_What is expected_:
Go through the data below and return each line containing the word "endpoint".

*-*-*

use once_cell::sync::OnceCell;
use tracing_subscriber::prelude::*;
use tracing_subscriber::{EnvFilter, fmt};

static LOGGER_INIT: OnceCell<()> = OnceCell::new();

/// Initialize the global tracing subscriber once per process.
///
/// Filtering comes from `RUST_LOG` (default `info`). With `json` set the
/// subscriber emits one JSON object per line for log shippers; otherwise
/// output is human-readable.
pub fn init_logger(service_name: &'static str, json: bool) {
    LOGGER_INIT.get_or_init(|| {
        let env_filter =
            EnvFilter::try_from_default_env().unwrap_or_else(|_| EnvFilter::new("info"));

        let base = fmt::layer()
            .with_target(true)
            .with_thread_ids(true)
            .with_line_number(true)
            .with_span_events(fmt::format::FmtSpan::CLOSE);

        if json {
            tracing_subscriber::registry()
                .with(env_filter)
                .with(base.json())
                .init();
        } else {
            tracing_subscriber::registry()
                .with(env_filter)
                .with(base)
                .init();
        }

        tracing::info!(service = service_name, "logger initialized");
    });
}
//! WebSocket transport for the exchange force-order feed.

use async_trait::async_trait;
use futures::{SinkExt, StreamExt};
use tokio::io::{AsyncRead, AsyncWrite};
use tokio::sync::{mpsc, oneshot};
use tokio_tungstenite::tungstenite::protocol::CloseFrame;
use tokio_tungstenite::tungstenite::protocol::frame::coding::CloseCode;
use tokio_tungstenite::tungstenite::{self, Message};
use tokio_tungstenite::{WebSocketStream, connect_async};
use tracing::{debug, warn};

use crate::transport::{LiquidationTransport, TransportError, TransportEvent, TransportHandle};

/// Production transport: one tokio-tungstenite connection per `open`.
#[derive(Debug, Default, Clone)]
pub struct BinanceTransport;

#[async_trait]
impl LiquidationTransport for BinanceTransport {
    async fn open(
        &self,
        url: &str,
        events: mpsc::Sender<TransportEvent>,
    ) -> Result<TransportHandle, TransportError> {
        let (ws, _) = connect_async(url).await.map_err(classify)?;
        debug!(endpoint = %url, "websocket connected");

        let (close_tx, close_rx) = oneshot::channel();
        tokio::spawn(pump(ws, events, close_rx));
        Ok(TransportHandle::new(close_tx))
    }
}

async fn pump<S>(
    ws: WebSocketStream<S>,
    events: mpsc::Sender<TransportEvent>,
    mut close_rx: oneshot::Receiver<()>,
) where
    S: AsyncRead + AsyncWrite + Unpin + Send + 'static,
{
    let (mut write, mut read) = ws.split();

    loop {
        tokio::select! {
            // Teardown wins: once close is requested nothing more is
            // forwarded upstream.
            _ = &mut close_rx => {
                let frame = CloseFrame {
                    code: CloseCode::Normal,
                    reason: "client shutdown".into(),
                };
                if let Err(e) = write.send(Message::Close(Some(frame))).await {
                    debug!(error = %e, "close handshake failed");
                }
                return;
            }
            msg = read.next() => match msg {
                Some(Ok(Message::Text(text))) => {
                    // Send failure means the supervisor is gone.
                    let frame = TransportEvent::Frame(text.as_str().to_owned());
                    if events.send(frame).await.is_err() {
                        return;
                    }
                }
                Some(Ok(Message::Close(frame))) => {
                    let reason = frame
                        .map(|f| format!("close {}: {}", u16::from(f.code), f.reason))
                        .unwrap_or_else(|| "closed by remote".to_string());
                    warn!(%reason, "websocket closed");
                    let _ = events
                        .send(TransportEvent::Disrupted(TransportError::Network(reason)))
                        .await;
                    return;
                }
                Some(Ok(_)) => {} // pings, pongs, binary: not part of the feed
                Some(Err(e)) => {
                    let err = classify(e);
                    warn!(error = %err, "websocket stream error");
                    let _ = events.send(TransportEvent::Disrupted(err)).await;
                    return;
                }
                None => {
                    let _ = events
                        .send(TransportEvent::Disrupted(TransportError::Network(
                            "stream ended".to_string(),
                        )))
                        .await;
                    return;
                }
            }
        }
    }
}

/// Map a tungstenite error onto the retry taxonomy. A 429 handshake
/// response, or an error whose message carries the 429 status, means the
/// exchange is rate limiting us.
fn classify(e: tungstenite::Error) -> TransportError {
    if let tungstenite::Error::Http(resp) = &e {
        if resp.status().as_u16() == 429 {
            return TransportError::RateLimited(format!("http {}", resp.status()));
        }
    }
    let text = e.to_string();
    if text.contains("429") {
        return TransportError::RateLimited(text);
    }
    TransportError::Network(text)
}
//! Syndication feed poller.
//!
//! Each tick walks the source list in order and publishes the first
//! non-empty result; a tick where every source fails publishes the built-in
//! fallback dataset so subscribers always have something to show.

use std::time::Duration;

use tokio::sync::watch;
use tokio::time::{interval, MissedTickBehavior};
use tracing::{info, warn};

use crate::client::FeedFetcher;
use crate::fallback::fallback_items;
use crate::types::{FeedState, FEED_SOURCES};

/// Try every source in order; degrade to the fallback dataset when all of
/// them fail. Never an error to the caller.
pub async fn fetch_with_fallback<F: FeedFetcher>(fetcher: &F) -> FeedState {
    for source in FEED_SOURCES {
        match fetcher.fetch(source.url).await {
            Ok(items) => {
                info!(source = source.name, count = items.len(), "feed refreshed");
                return FeedState {
                    items,
                    source: Some(source.name),
                };
            }
            Err(err) => {
                warn!(source = source.name, error = %err, "feed source failed");
            }
        }
    }

    warn!("all feed sources exhausted; serving built-in dataset");
    FeedState {
        items: fallback_items(),
        source: None,
    }
}

/// Poll loop. Publishes into `states` every `poll_every`; returns when the
/// last subscriber is gone.
pub async fn run_feed_poller<F: FeedFetcher>(
    fetcher: F,
    poll_every: Duration,
    states: watch::Sender<FeedState>,
) {
    let mut ticker = interval(poll_every);
    ticker.set_missed_tick_behavior(MissedTickBehavior::Skip);

    info!(every_ms = poll_every.as_millis() as u64, "feed poller started");

    loop {
        tokio::select! {
            _ = ticker.tick() => {
                let state = fetch_with_fallback(&fetcher).await;
                if states.send(state).is_err() {
                    return;
                }
            }
            _ = states.closed() => return,
        }
    }
}
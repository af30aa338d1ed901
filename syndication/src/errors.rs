use thiserror::Error;

#[derive(Error, Debug)]
pub enum SyndicationError {
    #[error("http error: {0}")]
    Http(#[from] reqwest::Error),

    #[error("feed parsing failed or empty")]
    EmptyFeed,
}
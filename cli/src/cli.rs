use std::time::Duration;

use clap::Parser;

use stream::types::{StreamConfig, FALLBACK_URL, PRIMARY_URL};

#[derive(Debug, Parser)]
#[clap(name = "liqwatch", version)]
pub struct Cli {
    /// Primary force-order feed endpoint
    #[clap(long, default_value = PRIMARY_URL)]
    pub primary_url: String,

    /// Alternate endpoint, tried once after the primary fails
    #[clap(long, default_value = FALLBACK_URL)]
    pub fallback_url: String,

    /// How many liquidations to retain, most-recent-first
    #[clap(long, default_value = "10")]
    pub capacity: usize,

    /// Notional value (USD) at or above which the whale alert arms
    #[clap(long, default_value = "100000")]
    pub whale_threshold: f64,

    /// Whale alert decay window in milliseconds
    #[clap(long, default_value = "2000")]
    pub alert_decay_ms: u64,

    /// Commentary feed poll interval in seconds; 0 disables the feed
    #[clap(long, default_value = "60")]
    pub feed_poll_secs: u64,

    /// Emit logs as JSON
    #[clap(long)]
    pub json_logs: bool,
}

/// Build the pipeline configuration from CLI flags.
pub(crate) fn stream_config_from_cli(cli: &Cli) -> StreamConfig {
    StreamConfig {
        primary_url: cli.primary_url.clone(),
        fallback_url: cli.fallback_url.clone(),
        capacity: cli.capacity,
        whale_threshold: cli.whale_threshold,
        alert_decay: Duration::from_millis(cli.alert_decay_ms),
        ..StreamConfig::default()
    }
}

*-*-*

_Response to the exercise_:
        debug!(endpoint = %url, "websocket connected");
    /// Primary force-order feed endpoint
    /// Alternate endpoint, tried once after the primary fails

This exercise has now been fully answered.